EXERCISE AIM | Reproduce all the material verbatim, down to the last line.
=== Begin Enclosure ===
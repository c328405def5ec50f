#![allow(dead_code)]

use std::collections::BTreeSet;

use bactmeasure::geom::{LabelVolume, Object3D, Population, Shape, Volume, Voxel};
use proptest::prelude::*;
use proptest::strategy::BoxedStrategy;
use proptest::test_runner::{Config as ProptestConfig, FileFailurePersistence};

pub const EPS_DISTANCE: f64 = 1e-9;

pub fn proptest_config() -> ProptestConfig {
    let cases = std::env::var("PROPTEST_CASES")
        .ok()
        .and_then(|v| v.parse::<u32>().ok())
        .unwrap_or(64);

    let mut config = ProptestConfig::with_failure_persistence(FileFailurePersistence::WithSource(
        "proptest-regressions",
    ));
    config.cases = cases;
    config.max_shrink_iters = 1024;
    config
}

/// Voxel inside `[0, w) x [0, h) x [0, d)`.
pub fn arb_voxel(w: i32, h: i32, d: i32) -> impl Strategy<Value = Voxel> {
    (0..w, 0..h, 0..d).prop_map(|(x, y, z)| Voxel::new(x, y, z))
}

/// Non-empty set of voxels, not necessarily connected.
pub fn arb_voxels(w: i32, h: i32, d: i32, max: usize) -> BoxedStrategy<Vec<Voxel>> {
    prop::collection::btree_set(arb_voxel(w, h, d), 1..=max)
        .prop_map(|s: BTreeSet<Voxel>| s.into_iter().collect())
        .boxed()
}

/// Axis-aligned box of voxels, planar when `max_depth == 1`.
pub fn arb_box(max_side: i32, max_depth: i32) -> BoxedStrategy<Object3D> {
    (0..10i32, 0..10i32, 1..=max_side, 1..=max_side, 1..=max_depth)
        .prop_map(|(x0, y0, w, h, d)| {
            let mut voxels = Vec::new();
            for z in 0..d {
                for y in y0..y0 + h {
                    for x in x0..x0 + w {
                        voxels.push(Voxel::new(x, y, z));
                    }
                }
            }
            Object3D::from_voxels(1, voxels)
        })
        .boxed()
}

/// Random blob: a box with some voxels knocked out.
pub fn arb_blob() -> BoxedStrategy<Object3D> {
    (arb_box(8, 3), prop::collection::vec(any::<bool>(), 0..200))
        .prop_map(|(obj, holes)| {
            let kept: Vec<Voxel> = obj
                .voxels()
                .iter()
                .zip(holes.iter().chain(std::iter::repeat(&false)))
                .filter(|(_, hole)| !**hole)
                .map(|(v, _)| *v)
                .collect();
            if kept.is_empty() {
                obj
            } else {
                Object3D::from_voxels(1, kept)
            }
        })
        .boxed()
}

/// Label volume with values in `0..=max_label`.
pub fn arb_label_volume(shape: Shape, max_label: u32) -> BoxedStrategy<LabelVolume> {
    prop::collection::vec(0..=max_label, shape.len())
        .prop_map(move |data| Volume::from_vec(shape, data).expect("length matches shape"))
        .boxed()
}

/// Population of single-voxel objects at distinct positions, labeled `1..=n`.
pub fn arb_point_population(w: i32, h: i32, max: usize) -> BoxedStrategy<Population> {
    prop::collection::btree_set((0..w, 0..h), 0..=max)
        .prop_map(|points| {
            Population::from_objects(points.into_iter().enumerate().map(|(i, (x, y))| {
                Object3D::from_voxels(i as u32 + 1, [Voxel::new(x, y, 0)])
            }))
        })
        .boxed()
}

pub fn labels_are_dense(pop: &Population) -> bool {
    pop.iter()
        .enumerate()
        .all(|(i, o)| o.label.as_u32() == i as u32 + 1)
}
=== End Enclosure ===
SOLUTION TO THE EXERCISE |
repository c328405def5ec50f
#![allow(dead_code)]

use std::collections::BTreeSet;

use bactmeasure::geom::{LabelVolume, Object3D, Population, Shape, Volume, Voxel};
use proptest::prelude::*;
use proptest::strategy::BoxedStrategy;
use proptest::test_runner::{Config as ProptestConfig, FileFailurePersistence};

pub const EPS_DISTANCE: f64 = 1e-9;

pub fn proptest_config() -> ProptestConfig {
    let cases = std::env::var("PROPTEST_CASES")
        .ok()
        .and_then(|v| v.parse::<u32>().ok())
        .unwrap_or(64);

    let mut config = ProptestConfig::with_failure_persistence(FileFailurePersistence::WithSource(
        "proptest-regressions",
    ));
    config.cases = cases;
    config.max_shrink_iters = 1024;
    config
}

/// Voxel inside `[0, w) x [0, h) x [0, d)`.
pub fn arb_voxel(w: i32, h: i32, d: i32) -> impl Strategy<Value = Voxel> {
    (0..w, 0..h, 0..d).prop_map(|(x, y, z)| Voxel::new(x, y, z))
}

/// Non-empty set of voxels, not necessarily connected.
pub fn arb_voxels(w: i32, h: i32, d: i32, max: usize) -> BoxedStrategy<Vec<Voxel>> {
    prop::collection::btree_set(arb_voxel(w, h, d), 1..=max)
        .prop_map(|s: BTreeSet<Voxel>| s.into_iter().collect())
        .boxed()
}

/// Axis-aligned box of voxels, planar when `max_depth == 1`.
pub fn arb_box(max_side: i32, max_depth: i32) -> BoxedStrategy<Object3D> {
    (0..10i32, 0..10i32, 1..=max_side, 1..=max_side, 1..=max_depth)
        .prop_map(|(x0, y0, w, h, d)| {
            let mut voxels = Vec::new();
            for z in 0..d {
                for y in y0..y0 + h {
                    for x in x0..x0 + w {
                        voxels.push(Voxel::new(x, y, z));
                    }
                }
            }
            Object3D::from_voxels(1, voxels)
        })
        .boxed()
}

/// Random blob: a box with some voxels knocked out.
pub fn arb_blob() -> BoxedStrategy<Object3D> {
    (arb_box(8, 3), prop::collection::vec(any::<bool>(), 0..200))
        .prop_map(|(obj, holes)| {
            let kept: Vec<Voxel> = obj
                .voxels()
                .iter()
                .zip(holes.iter().chain(std::iter::repeat(&false)))
                .filter(|(_, hole)| !**hole)
                .map(|(v, _)| *v)
                .collect();
            if kept.is_empty() {
                obj
            } else {
                Object3D::from_voxels(1, kept)
            }
        })
        .boxed()
}

/// Label volume with values in `0..=max_label`.
pub fn arb_label_volume(shape: Shape, max_label: u32) -> BoxedStrategy<LabelVolume> {
    prop::collection::vec(0..=max_label, shape.len())
        .prop_map(move |data| Volume::from_vec(shape, data).expect("length matches shape"))
        .boxed()
}

/// Population of single-voxel objects at distinct positions, labeled `1..=n`.
pub fn arb_point_population(w: i32, h: i32, max: usize) -> BoxedStrategy<Population> {
    prop::collection::btree_set((0..w, 0..h), 0..=max)
        .prop_map(|points| {
            Population::from_objects(points.into_iter().enumerate().map(|(i, (x, y))| {
                Object3D::from_voxels(i as u32 + 1, [Voxel::new(x, y, 0)])
            }))
        })
        .boxed()
}

pub fn labels_are_dense(pop: &Population) -> bool {
    pop.iter()
        .enumerate()
        .all(|(i, o)| o.label.as_u32() == i as u32 + 1)
}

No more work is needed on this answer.